Alpine Village CDP, California – Racial and ethnic composition Note: the US Census treats Hispanic/Latino as an ethnic category. This table excludes Latinos from the racial categories and assigns them to a separate category. Hispanics/Latinos may be of any race.
| Race / Ethnicity (NH = Non-Hispanic) | Pop 2000 | Pop 2010 | Pop 2020 | % 2000 | % 2010 | % 2020 |
|---|---|---|---|---|---|---|
| White alone (NH) | 82 | 87 | 168 | 60.29% | 76.32% | 75.00% |
| Black or African American alone (NH) | 0 | 0 | 0 | 0.00% | 0.00% | 0.00% |
| Native American or Alaska Native alone (NH) | 31 | 18 | 23 | 22.79% | 15.79% | 10.27% |
| Asian alone (NH) | 0 | 1 | 3 | 0.00% | 0.88% | 1.34% |
| Native Hawaiian or Pacific Islander alone (NH) | 0 | 0 | 0 | 0.00% | 0.00% | 0.00% |
| Other race alone (NH) | 1 | 1 | 1 | 0.74% | 0.88% | 0.45% |
| Mixed race or Multiracial (NH) | 1 | 1 | 9 | 0.74% | 0.88% | 4.02% |
| Hispanic or Latino (any race) | 21 | 6 | 20 | 15.44% | 5.26% | 8.93% |
| Total | 136 | 114 | 224 | 100.00% | 100.00% | 100.00% |

===2020 census===

As of the 2020 census, Alpine Village had a population of 224. The population density was 54.9 PD/sqmi. The age distribution was 12.5% under the age of 18, 3.6% aged 18 to 24, 24.6% aged 25 to 44, 29.0% aged 45 to 64, and 30.4% who were 65 years of age or older. The median age was 55.0 years. For every 100 females there were 89.8 males, and for every 100 females age 18 and over there were 90.3 males age 18 and over.
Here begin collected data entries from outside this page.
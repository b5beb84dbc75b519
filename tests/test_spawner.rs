mod common;

use common::seeded_rng;
use dino_runner::entities::{EntityKind, GroundHazard, Hazard};
use dino_runner::spawner::{random_hazard, spawn_delay_ms, Spawner};
use dino_runner::GameConfig;

use proptest::prelude::*;

// ── spawn_delay_ms ────────────────────────────────────────────────────────────

#[test]
fn delay_at_base_speed() {
    let config = GameConfig::default();
    assert_eq!(spawn_delay_ms(5.0, &config), 1900);
}

#[test]
fn delay_shrinks_as_speed_grows() {
    let config = GameConfig::default();
    assert!(spawn_delay_ms(10.0, &config) < spawn_delay_ms(5.0, &config));
    assert_eq!(spawn_delay_ms(50.0, &config), 1000);
}

#[test]
fn delay_floors_at_500() {
    let config = GameConfig::default();
    assert_eq!(spawn_delay_ms(75.0, &config), 500);
    assert_eq!(spawn_delay_ms(1.0e12, &config), 500);
    assert_eq!(spawn_delay_ms(f64::INFINITY, &config), 500);
    assert_eq!(spawn_delay_ms(f64::NAN, &config), 500);
}

proptest! {
    #[test]
    fn delay_never_below_floor(speed in 0.0..1.0e9f64) {
        let config = GameConfig::default();
        prop_assert!(spawn_delay_ms(speed, &config) >= 500);
    }
}

// ── random_hazard ─────────────────────────────────────────────────────────────

#[test]
fn hazards_spawn_at_right_edge_with_snapshot_speed() {
    let config = GameConfig::default();
    let mut rng = seeded_rng();
    for _ in 0..20 {
        let h = random_hazard(&mut rng, 7.5, &config);
        assert_eq!(h.body().x, 800.0);
        assert_eq!(h.speed(), 7.5);
    }
}

#[test]
fn both_kinds_are_chosen() {
    let config = GameConfig::default();
    let mut rng = seeded_rng();
    let kinds: Vec<EntityKind> = (0..200)
        .map(|_| random_hazard(&mut rng, 5.0, &config).kind())
        .collect();
    let ground = kinds.iter().filter(|k| **k == EntityKind::GroundHazard).count();
    let flying = kinds.iter().filter(|k| **k == EntityKind::FlyingHazard).count();
    assert_eq!(ground + flying, 200);
    // Roughly even split
    assert!(ground > 60 && flying > 60, "ground={} flying={}", ground, flying);
}

#[test]
fn snapshot_speed_survives_global_speed_change() {
    let config = GameConfig::default();
    let mut global_speed = 5.0;
    let mut h = Hazard::Ground(GroundHazard::new(800.0, global_speed, &config));
    global_speed = 8.0;
    h.update(&config);
    assert_eq!(h.speed(), 5.0);
    assert_eq!(h.body().x, 795.0);
    assert_ne!(h.speed(), global_speed);
}

// ── Spawner ───────────────────────────────────────────────────────────────────

#[test]
fn spawner_rearms_after_firing() {
    let config = GameConfig::default();
    let mut rng = seeded_rng();
    let mut spawner = Spawner::new(0);
    assert_eq!(spawner.due_ms(), Some(0));

    let h = spawner.fire(0, true, 5.0, &config, &mut rng);
    assert!(h.is_some());
    assert_eq!(spawner.due_ms(), Some(1900));

    let h = spawner.fire(1900, true, 10.0, &config, &mut rng);
    assert_eq!(h.map(|h| h.speed()), Some(10.0));
    assert_eq!(spawner.due_ms(), Some(1900 + 1800));
}

#[test]
fn spawner_aborts_and_stops_after_game_over() {
    let config = GameConfig::default();
    let mut rng = seeded_rng();
    let mut spawner = Spawner::new(0);

    assert!(spawner.fire(0, false, 5.0, &config, &mut rng).is_none());
    assert_eq!(spawner.due_ms(), None);

    // Nothing pending any more
    assert!(spawner.fire(5000, true, 5.0, &config, &mut rng).is_none());
}
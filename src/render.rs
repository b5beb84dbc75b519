/// Draw contracts for entities and the static parts of a frame.
///
/// Like the terminal layer in the binary, nothing here mutates game state; it
/// only turns state into `Surface` calls.

use crate::config::GameConfig;
use crate::entities::{Body, Hazard, Player, Rect};
use crate::surface::{Font, Rgba, Surface};

const HUD_FONT: Font = Font::new(20.0, "Arial");
const GAME_OVER_FONT: Font = Font::new(64.0, "Arial");
const HITBOX_LINE_WIDTH: f64 = 2.0;
const TRAIL_MARKER: f64 = 5.0;

impl Body {
    /// Sprite scaled to the body's extent, then its hitbox outline.
    pub fn draw<S: Surface>(&self, surface: &mut S) {
        let bounds = self.bounds();
        surface.draw_image(self.sprite(), bounds);
        surface.stroke_rect(bounds, Rgba::HITBOX, HITBOX_LINE_WIDTH);
    }
}

impl Player {
    pub fn draw<S: Surface>(&self, surface: &mut S) {
        let dx = self.body.width() / 2.0;
        let dy = self.body.height() / 2.0;
        for point in &self.trail {
            surface.fill_rect(
                Rect::new(point.x + dx, point.y + dy, TRAIL_MARKER, TRAIL_MARKER),
                Rgba::TRAIL_GREY,
            );
        }
        self.body.draw(surface);
    }
}

impl Hazard {
    pub fn draw<S: Surface>(&self, surface: &mut S) {
        self.body().draw(surface);
    }
}

pub fn clear<S: Surface>(surface: &mut S, config: &GameConfig) {
    surface.clear_rect(Rect::new(0.0, 0.0, config.field_width, config.field_height));
}

pub fn draw_score<S: Surface>(surface: &mut S, score: u32) {
    surface.fill_text(&format!("Score: {}", score), HUD_FONT, Rgba::BLACK, 10.0, 30.0);
}

pub fn draw_ground<S: Surface>(surface: &mut S, config: &GameConfig) {
    let top = config.ground_top();
    surface.fill_rect(
        Rect::new(0.0, top, config.field_width, config.field_height - top),
        Rgba::GREEN,
    );
}

pub fn draw_game_over<S: Surface>(surface: &mut S, config: &GameConfig) {
    surface.fill_text(
        "GAME OVER",
        GAME_OVER_FONT,
        Rgba::RED,
        config.field_width / 4.0,
        config.field_height / 2.0,
    );
}
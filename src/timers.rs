/// Millisecond timers on the session's own simulated clock.
///
/// The host feeds elapsed wall-clock time into the session, which fires
/// whatever is due in chronological order.  Nothing here runs on its own.

/// Repeating task firing every `period_ms` until cancelled.
#[derive(Clone, Debug)]
pub struct Interval {
    period_ms: u64,
    next_due_ms: Option<u64>,
}

impl Interval {
    /// First firing is one full period after `now_ms`.
    pub fn start(period_ms: u64, now_ms: u64) -> Self {
        Interval {
            period_ms,
            next_due_ms: Some(now_ms + period_ms),
        }
    }

    pub fn due_ms(&self) -> Option<u64> {
        self.next_due_ms
    }

    pub fn is_active(&self) -> bool {
        self.next_due_ms.is_some()
    }

    /// Record one firing and schedule the next.  No-op once cancelled.
    pub fn fire(&mut self) {
        if let Some(due) = self.next_due_ms {
            self.next_due_ms = Some(due + self.period_ms);
        }
    }

    /// Returns whether this call did the cancelling; repeated calls are safe.
    pub fn cancel(&mut self) -> bool {
        self.next_due_ms.take().is_some()
    }
}

/// One-shot delayed task.  Re-armed explicitly by its owner.
#[derive(Clone, Debug, Default)]
pub struct Timeout {
    due_ms: Option<u64>,
}

impl Timeout {
    pub fn armed_at(due_ms: u64) -> Self {
        Timeout { due_ms: Some(due_ms) }
    }

    pub fn arm(&mut self, now_ms: u64, delay_ms: u64) {
        self.due_ms = Some(now_ms + delay_ms);
    }

    pub fn due_ms(&self) -> Option<u64> {
        self.due_ms
    }

    /// Disarm and report whether the timeout was pending.
    pub fn take(&mut self) -> bool {
        self.due_ms.take().is_some()
    }
}
/// Axis-aligned overlap test.

use crate::entities::Rect;

/// Half-open interval overlap on both axes: boxes that merely touch along an
/// edge do not collide.
pub fn collides(a: &Rect, b: &Rect) -> bool {
    a.x < b.right() && a.right() > b.x && a.y < b.bottom() && a.bottom() > b.y
}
0.0% of residents lived in urban areas, while 100.0% lived in rural areas.

There were 115 households in Alpine Village, of which 25.2% had children under the age of 18 living in them. Of all households, 40.0% were married-couple households, 13.0% were cohabiting couple households, 21.7% were households with a male householder and no spouse or partner present, and 25.2% were households with a female householder and no spouse or partner present. About 29.6% of all households were made up of individuals and 12.2% had someone living alone who was 65 years of age or older. The average household size was 1.95. There were 69 families (60.0% of all households).

There were 141 housing units at an average density of 34.6 /mi2, of which 115 (81.6%) were occupied. Of these, 53.9% were owner-occupied and 46.1% were occupied by renters. The homeowner vacancy rate was 4.6% and the rental vacancy rate was 0.0%.